Post Sat, May 16 2015, 4:36 pm
A little OT but interesting. I live in an all Dati neighborhood. For the past 10 years my block has had a Sheur after Tfilla every Shabbat morning. We rotate houses on the block starting with a Kiddush and shmoozing at the house and then a 45 minute Sheur given by the Rabbi who lives on the corner. So overall, we're a close group on the block.

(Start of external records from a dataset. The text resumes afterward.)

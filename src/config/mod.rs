pub mod secrets;

use serde::{Deserialize, Serialize};

use crate::utils::ConfigError;

pub use secrets::resolve_api_key;

pub const SETTINGS_PATH: &str = "config/settings.toml";

#[derive(Debug, Clone, Default, Deserialize, Serialize)]
#[serde(default)]
pub struct AppConfig {
    pub completion: CompletionConfig,
    pub summary: SummaryConfig,
    pub eligibility: EligibilityConfig,
    pub translation: TranslationConfig,
    pub extraction: ExtractionConfig,
    pub secrets: SecretsConfig,
}

#[derive(Debug, Clone, Deserialize, Serialize)]
#[serde(default)]
pub struct CompletionConfig {
    pub api_url: String,
    pub model: String,
    /// 留空表示不使用代理
    pub proxy: String,
    /// 未设置时沿用 reqwest 默认超时
    pub timeout_secs: Option<u64>,
}

#[derive(Debug, Clone, Deserialize, Serialize)]
#[serde(default)]
pub struct SummaryConfig {
    pub max_chars: usize,
    pub temperature: f32,
}

#[derive(Debug, Clone, Deserialize, Serialize)]
#[serde(default)]
pub struct EligibilityConfig {
    pub temperature: f32,
}

#[derive(Debug, Clone, Deserialize, Serialize)]
#[serde(default)]
pub struct TranslationConfig {
    /// 短句翻译服务地址（Google Translate 移动版页面）
    pub service_url: String,
    pub source_language: String,
    pub simplify_temperature: f32,
    pub user_agent: String,
    pub targets: Vec<TargetLanguage>,
}

#[derive(Debug, Clone, Deserialize, Serialize, PartialEq)]
pub struct TargetLanguage {
    pub code: String,
    pub name: String,
    pub heading: String,
    pub eligibility_label: String,
    pub strategy: TranslationStrategy,
}

#[derive(Debug, Clone, Copy, Deserialize, Serialize, PartialEq, Eq)]
#[serde(rename_all = "snake_case")]
pub enum TranslationStrategy {
    /// 整段交给补全服务改写，失败时按段落走短句翻译
    ContextAware,
    /// 逐句调用短句翻译服务
    Sentence,
}

#[derive(Debug, Clone, Deserialize, Serialize)]
#[serde(default)]
pub struct ExtractionConfig {
    pub preview_chars: usize,
}

#[derive(Debug, Clone, Deserialize, Serialize)]
#[serde(default)]
pub struct SecretsConfig {
    pub path: String,
    pub key: String,
    pub env_var: String,
}

impl Default for CompletionConfig {
    fn default() -> Self {
        Self {
            api_url: "https://api.openai.com/v1/chat/completions".to_string(),
            model: "gpt-4o-mini".to_string(),
            proxy: String::new(),
            timeout_secs: None,
        }
    }
}

impl Default for SummaryConfig {
    fn default() -> Self {
        Self {
            max_chars: 10_000,
            temperature: 0.3,
        }
    }
}

impl Default for EligibilityConfig {
    fn default() -> Self {
        Self { temperature: 0.2 }
    }
}

impl Default for TranslationConfig {
    fn default() -> Self {
        Self {
            service_url: "https://translate.google.com/m".to_string(),
            source_language: "auto".to_string(),
            simplify_temperature: 0.3,
            user_agent: "Mozilla/5.0 (Linux; Android 10) MyGovTranslator/0.1".to_string(),
            targets: vec![
                TargetLanguage {
                    code: "hi".to_string(),
                    name: "Hindi".to_string(),
                    heading: "🇮🇳 हिंदी अनुवाद".to_string(),
                    eligibility_label: "--- आपकी पात्रता ---".to_string(),
                    strategy: TranslationStrategy::ContextAware,
                },
                TargetLanguage {
                    code: "te".to_string(),
                    name: "Telugu".to_string(),
                    heading: "🇮🇳 తెలుగు అనువాదం".to_string(),
                    eligibility_label: "--- మీ అర్హత ---".to_string(),
                    strategy: TranslationStrategy::Sentence,
                },
            ],
        }
    }
}

impl Default for ExtractionConfig {
    fn default() -> Self {
        Self { preview_chars: 2000 }
    }
}

impl Default for SecretsConfig {
    fn default() -> Self {
        Self {
            path: "config/secrets.toml".to_string(),
            key: "OPENAI_API_KEY".to_string(),
            env_var: "OPENAI_API_KEY".to_string(),
        }
    }
}

impl AppConfig {
    /// 默认值 <- config/settings.toml <- MYGOV__SECTION__KEY 环境变量
    pub fn load() -> Result<Self, ConfigError> {
        Self::load_from(SETTINGS_PATH)
    }

    pub fn load_from(path: &str) -> Result<Self, ConfigError> {
        let settings = config::Config::builder()
            .add_source(config::File::with_name(path).required(false))
            .add_source(
                config::Environment::with_prefix("MYGOV")
                    .prefix_separator("__")
                    .separator("__")
                    .try_parsing(true),
            )
            .build()?;

        Ok(settings.try_deserialize()?)
    }

    pub fn save(&self, path: &str) -> anyhow::Result<()> {
        let content = toml::to_string_pretty(self)?;
        std::fs::write(path, content)?;
        Ok(())
    }
}
use std::sync::{Arc, LazyLock};

use regex::Regex;
use tracing::{debug, error, info, warn};

use crate::client::{CompletionRequest, CompletionService, PhraseTranslator};
use crate::config::{TargetLanguage, TranslationStrategy};
use crate::utils::ServiceError;

static SENTENCE_END: LazyLock<Regex> = LazyLock::new(|| Regex::new(r"[.!?]+").unwrap());

/// 去掉首尾空白后短于该长度的句子视为碎片
const MIN_SENTENCE_CHARS: usize = 3;

pub struct Translator {
    completion: Arc<dyn CompletionService>,
    phrase: Arc<dyn PhraseTranslator>,
    simplify_temperature: f32,
}

impl Translator {
    pub fn new(
        completion: Arc<dyn CompletionService>,
        phrase: Arc<dyn PhraseTranslator>,
        simplify_temperature: f32,
    ) -> Self {
        Self {
            completion,
            phrase,
            simplify_temperature,
        }
    }

    /// 按目标语言配置的策略翻译，永远返回字符串
    pub async fn translate(&self, text: &str, target: &TargetLanguage) -> String {
        info!("翻译为 {} ({:?})", target.name, target.strategy);
        match target.strategy {
            TranslationStrategy::ContextAware => self.simplify(text, target).await,
            TranslationStrategy::Sentence => self.translate_sentences(text, &target.code).await,
        }
    }

    /// 补全服务整段改写为通俗译文；失败时按段落走短句翻译，两者都失败返回错误描述
    pub async fn simplify(&self, text: &str, target: &TargetLanguage) -> String {
        let primary_error = match self.try_simplify(text, target).await {
            Ok(translated) => return translated,
            Err(e) => e,
        };
        error!("Error translating to {}: {}", target.name, primary_error);

        match self.translate_paragraphs(text, &target.code).await {
            Ok(translated) => {
                info!("已改用逐段翻译");
                translated
            }
            Err(e) => {
                warn!("逐段翻译也失败: {}", e);
                format!("Translation error: {}", primary_error)
            }
        }
    }

    pub async fn try_simplify(&self, text: &str, target: &TargetLanguage) -> Result<String, ServiceError> {
        let request = CompletionRequest::new(simplify_prompt(text, &target.name), self.simplify_temperature);
        self.completion.complete(request).await
    }

    /// 按空行切段逐段翻译，任一段失败即整体失败
    pub async fn translate_paragraphs(&self, text: &str, target: &str) -> Result<String, ServiceError> {
        let mut translated = Vec::new();

        for paragraph in text.split("\n\n") {
            if paragraph.trim().is_empty() {
                continue;
            }
            translated.push(self.phrase.translate(paragraph, target).await?);
        }

        Ok(translated.join("\n\n"))
    }

    /// 逐句翻译；单句失败时保留原句，不丢内容
    pub async fn translate_sentences(&self, text: &str, target: &str) -> String {
        let sentences: Vec<&str> = split_sentences(text)
            .into_iter()
            .map(str::trim)
            .filter(|s| s.chars().count() >= MIN_SENTENCE_CHARS)
            .collect();
        debug!("逐句翻译: {} 句", sentences.len());

        let mut translated = Vec::with_capacity(sentences.len());
        for sentence in sentences {
            match self.phrase.translate(sentence, target).await {
                Ok(t) if !t.trim().is_empty() => translated.push(t),
                Ok(_) => {
                    warn!("译文为空，保留原句");
                    translated.push(sentence.to_string());
                }
                Err(e) => {
                    warn!("单句翻译失败，保留原句: {}", e);
                    translated.push(sentence.to_string());
                }
            }
        }

        translated.join(". ")
    }
}

/// 以 `.` `!` `?`（连续出现算一个）为界切句，分隔符不保留
pub fn split_sentences(text: &str) -> Vec<&str> {
    SENTENCE_END.split(text).collect()
}

pub fn simplify_prompt(text: &str, language: &str) -> String {
    format!(
        "Translate the following government scheme information to very simple {language} that a common person, farmer, or villager can easily understand.
Use simple words and avoid complex technical terms. Make it conversational and easy to understand.

Text to translate:
{text}
",
        language = language,
        text = text,
    )
}

#[cfg(test)]
mod tests {
    use super::*;
    use crate::config::TranslationConfig;
    use crate::testing::{FakePhrase, ScriptedCompletion};
    use pretty_assertions::assert_eq;

    fn hindi() -> TargetLanguage {
        TranslationConfig::default().targets[0].clone()
    }

    fn telugu() -> TargetLanguage {
        TranslationConfig::default().targets[1].clone()
    }

    fn translator(completion: ScriptedCompletion, phrase: FakePhrase) -> (Translator, Arc<ScriptedCompletion>, Arc<FakePhrase>) {
        let completion = Arc::new(completion);
        let phrase = Arc::new(phrase);
        let translator = Translator::new(completion.clone(), phrase.clone(), 0.3);
        (translator, completion, phrase)
    }

    #[test]
    fn splitter_consumes_terminators() {
        assert_eq!(split_sentences("Hello. Hi! Ok? Go"), vec!["Hello", " Hi", " Ok", " Go"]);
        assert_eq!(split_sentences("Wait... what?!"), vec!["Wait", " what", ""]);
    }

    #[tokio::test]
    async fn sentence_strategy_drops_fragments_shorter_than_three_chars() {
        let (translator, _, phrase) = translator(ScriptedCompletion::new(vec![]), FakePhrase::new());

        let out = translator.translate_sentences("Hello. Hi! Ok? Go", "te").await;

        assert_eq!(out, "[te] Hello");
        assert_eq!(phrase.calls(), vec![("Hello".to_string(), "te".to_string())]);
    }

    #[tokio::test]
    async fn sentence_strategy_keeps_three_char_sentences() {
        let (translator, _, _) = translator(ScriptedCompletion::new(vec![]), FakePhrase::new());

        let out = translator.translate_sentences("Yes. No", "te").await;

        assert_eq!(out, "[te] Yes");
    }

    #[tokio::test]
    async fn failed_sentence_is_kept_in_place() {
        let (translator, _, _) = translator(ScriptedCompletion::new(vec![]), FakePhrase::failing_on(&["Aadhaar"]));

        let out = translator
            .translate_sentences("Apply online. Bring your Aadhaar card! Deadline is March", "te")
            .await;

        assert_eq!(out, "[te] Apply online. Bring your Aadhaar card. [te] Deadline is March");
    }

    #[tokio::test]
    async fn context_strategy_uses_completion_once() {
        let (translator, completion, phrase) = translator(
            ScriptedCompletion::new(vec![Ok("सरल हिंदी".to_string())]),
            FakePhrase::new(),
        );

        let out = translator.translate("Scheme text.\n\nMore text.", &hindi()).await;

        assert_eq!(out, "सरल हिंदी");
        let requests = completion.requests();
        assert_eq!(requests.len(), 1);
        assert!(requests[0].prompt.contains("very simple Hindi"));
        assert!(requests[0].prompt.ends_with("Scheme text.\n\nMore text.\n"));
        assert_eq!(requests[0].temperature, 0.3);
        assert!(phrase.calls().is_empty());
    }

    #[tokio::test]
    async fn context_strategy_falls_back_to_paragraphs() {
        let (translator, _, phrase) = translator(
            ScriptedCompletion::failing(ServiceError::Unavailable("down".to_string())),
            FakePhrase::new(),
        );

        let out = translator.translate("First para.\n\n   \n\nSecond para.", &hindi()).await;

        assert_eq!(out, "[hi] First para.\n\n[hi] Second para.");
        assert_eq!(phrase.calls().len(), 2);
    }

    #[tokio::test]
    async fn both_strategies_failing_yields_error_string() {
        let (translator, _, _) = translator(
            ScriptedCompletion::failing(ServiceError::Unavailable("down".to_string())),
            FakePhrase::failing(),
        );

        let out = translator.translate("First para.\n\nSecond para.", &hindi()).await;

        assert_eq!(out, "Translation error: service unavailable: down");
    }

    #[tokio::test]
    async fn sentence_target_never_calls_completion() {
        let (translator, completion, _) = translator(ScriptedCompletion::new(vec![]), FakePhrase::new());

        let out = translator.translate("Farmers get support. Apply now!", &telugu()).await;

        assert_eq!(out, "[te] Farmers get support. [te] Apply now");
        assert!(completion.requests().is_empty());
    }
}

Our neighborhood is mostly American but our block also has Israeli's Indian, Russian, South African... So we all socialize. Well a few years ago we found out something interesting. There was one Russian couple on our block, part of our group, they'd been in Israel for years. Spoke Hebrew beautifully. Their kids were friends with our kids. Just like everyone else. Well, suddenly, them and a few other Russian couples in our Yishuv were going to have a wedding!!! It seems that in Russia they only had a civil marriage. And now realized that they really need a Jewish wedding!! I don't know if they're actually BT. They're certainly dati now, so I don't know why they didn't have a Jewish wedding. We thought maybe their daughter in 12th grade came home from school and mentioned learning about needing her parent's ketuva when she gets married... I don't know what got them all to get married suddenly. Maybe the Rav of the Yishuv went around collecting them all. Even the ones who aren't dati (the whole Yishuv isn't dati, just one neighborhood is) will need the ketuva when their kids want to get married. So I guess he had find out if all of them were actually Jewish.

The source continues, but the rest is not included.